The next time you are in the ED and have a quiet moment, review your hazardous material protocols. Imagine a scenario where, by terror attack, terror hoax, or public fear, an asymptomatic individual (or individuals) brings to you a suspicious powder or substance. Is there a rational approach to handling this situation? Do you understand what emergency personnel mean when they tell you that a "SMART ticket" test was negative or positive? What patients should be tested and by what means? Is decontamination required for everyone? Excellent resources exist, both on-line and in text form, which help to demystify the process behind the response to a potential hazardous material.1-3
Field Testing
Field testing generally consists of immunoassay tests. Three basic types of tests serve to detect and measure the binding of antigens highly specific to biological agents: disposable matrix devices (tickets or kits), biosensors that use reagent labels to indirectly assess binding, and biosensors that directly measure substances.1
Examples of ticket or kit technologies include the hand-held immunochromatographic assays (HHAs), BioThreat Alert (BTA) test strips (Tetracore, Gaithersburg, MD), and the sensitive membrane antigen rapid test (SMART) system. HHAs are similar to urine dipsticks. They provide a qualitative result based on color change, but an experienced observer can detect the strength of the reaction and make quantitative presumptions. Like other dipstick technologies, the quality of the tests improves when an automatic reader replaces the naked eye. BTA test strips use a different approach—lateral flow immunochromatography. This technique provides fewer false positives in environmentally collected samples. Like other lateral flow tests, there is a control reaction as well as variable reaction, and it can be read manually or by a powered reader. This is not unlike the urine pregnancy tests used by most hospitals.

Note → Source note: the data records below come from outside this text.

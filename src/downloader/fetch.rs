// Streaming HTTP fetch with per-chunk progress

use futures_util::StreamExt;
use std::collections::BTreeMap;
use std::path::Path;
use std::time::Duration;
use tokio::io::AsyncWriteExt;
use tracing::{debug, info};

use super::errors::DownloadError;
use super::models::NetworkConfig;
use super::utils::format_size;

const USER_AGENT: &str = "Mozilla/5.0 (Windows NT 10.0; Win64; x64) AppleWebKit/537.36 (KHTML, like Gecko) Chrome/131.0.0.0 Safari/537.36";

/// HTTP client for one download attempt
///
/// Built fresh per attempt so proxy and TLS settings always reflect the
/// current `NetworkConfig`.
pub struct HttpFetcher {
    client: reqwest::Client,
}

impl HttpFetcher {
    pub fn new(network: &NetworkConfig) -> Result<Self, DownloadError> {
        let mut builder = reqwest::Client::builder()
            .user_agent(USER_AGENT)
            .connect_timeout(Duration::from_secs(network.timeout as u64));

        builder = match &network.proxy {
            Some(proxy) => builder.proxy(proxy.reqwest_proxy()?),
            None => builder.no_proxy(),
        };

        if network.insecure_tls {
            debug!("[Fetch] Certificate verification disabled");
            builder = builder.danger_accept_invalid_certs(true);
        }

        let client = builder
            .build()
            .map_err(|e| DownloadError::Network(format!("failed to build HTTP client: {}", e)))?;
        Ok(Self { client })
    }

    /// Stream `url` into `dest`, calling `on_chunk(downloaded, total)` after
    /// every chunk. Returns the number of bytes written.
    ///
    /// `expected_size` is used when the server sends no Content-Length.
    /// A partially written file is left in place on failure.
    pub async fn fetch_to_file<F>(
        &self,
        url: &str,
        headers: &BTreeMap<String, String>,
        dest: &Path,
        expected_size: Option<u64>,
        mut on_chunk: F,
    ) -> Result<u64, DownloadError>
    where
        F: FnMut(u64, Option<u64>) + Send,
    {
        let mut req = self.client.get(url);
        for (name, value) in headers {
            req = req.header(name.as_str(), value.as_str());
        }

        let response = req.send().await?.error_for_status()?;
        let total = response.content_length().or(expected_size);

        if let Some(parent) = dest.parent() {
            tokio::fs::create_dir_all(parent).await?;
        }
        let mut file = tokio::fs::File::create(dest).await?;

        let mut downloaded: u64 = 0;
        let mut stream = response.bytes_stream();
        while let Some(chunk) = stream.next().await {
            let chunk = chunk?;
            file.write_all(&chunk).await?;
            downloaded += chunk.len() as u64;
            on_chunk(downloaded, total);
        }
        file.flush().await?;

        info!(
            "[Fetch] Saved {} ({})",
            dest.display(),
            format_size(downloaded)
        );
        Ok(downloaded)
    }
}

Anthrax and ricin assays are available, and other assays are in development. The ticket system frequently discussed in the media is the SMART ticket. The SMART ticket works by tagging certain antigens with antibodies; positive tests are signified by forming a red dot that is detected by an automated system.1
The Centers for Disease Control and Prevention (CDC) does not completely support the use of these hand-held assays. In the case of anthrax, the tests require a minimum of 10,000-100,000 spores to generate a positive result, and they perform best when there are 1 million spores present. Inhalational anthrax requires an inoculation of 8000-50,000 spores. Thus, false negatives and false reassurance from these tests may be of grave concern. However, emergency services personnel often are asked to evaluate large bulk powders. Knowing that 10,000 spores of anthrax takes up a space about the size of a grain of salt, one would assume that sufficient material ought to be present to trigger a true positive. Therefore, even though these tests are not particularly robust, they do have a role in providing the "all clear" for innumerable suspicious-powder calls when there is a great quantity of material present. The CDC currently is studying these tests, and guidance should be forthcoming.2,3
CDC and the Laboratory Response Network
The CDC and the Laboratory Response Network (LRN) laboratory in your area will employ a two-step process when a sample is submitted. The first generally is an examination of the material for biological weapon characteristics as well as Gram staining. In addition, a polymerase chain reaction (PCR) assay may be employed. Most ED physicians are familiar with PCR assays for chlamydia or gonoccocal infections. In a PCR assay, any sample that contains even a small amount of the target DNA or RNA of bacterial or viral origin can be used. The specimen is collected and placed in a reagent container that liberates the DNA from the cells. Through a specialized protein denaturing and polymerase manufacturing process, the quantity of DNA is amplified. Finally, using a DNA probe, the amplified genetic material is labeled and can be read by an automated device.2
The CDC has funded the purchase of platforms for real-time polymerase chain reaction (PCR) assays for the LRN. Currently, the CDC still uses a combination of PCR, culture, and typing methods to identify biological weapons. These assays are being developed for field use, to eliminate transport time and speed identification of suspicious powders. PCRs are not considered final confirmatory evidence, but are highly sensitive and specific across a range of source specimens.2
Decontamination Advice
The Greater New York Hospital Association has published some excellent advice for suspicious powders and substances. (See Table.) Common sense must prevail at all times; it should be remembered that anthrax is transmitted only by direct skin contact or direct inhalation of aerosolized anthrax spores. These recommendations are not intended for confirmed anthrax contamination.
Conclusion
In anticipation of the next time you are asked to evaluate a patient exposed to a suspicious powder, know which field test your local emergency medical service personnel may be employing, and understand its limitations. Expect field tickets or kits to err on the false-positive side. False negatives are concerning, but theoretically less likely if sufficient material is present and tested. PCR assays available through the CDC and LRN can require hours to report, but are highly sensitive and specific.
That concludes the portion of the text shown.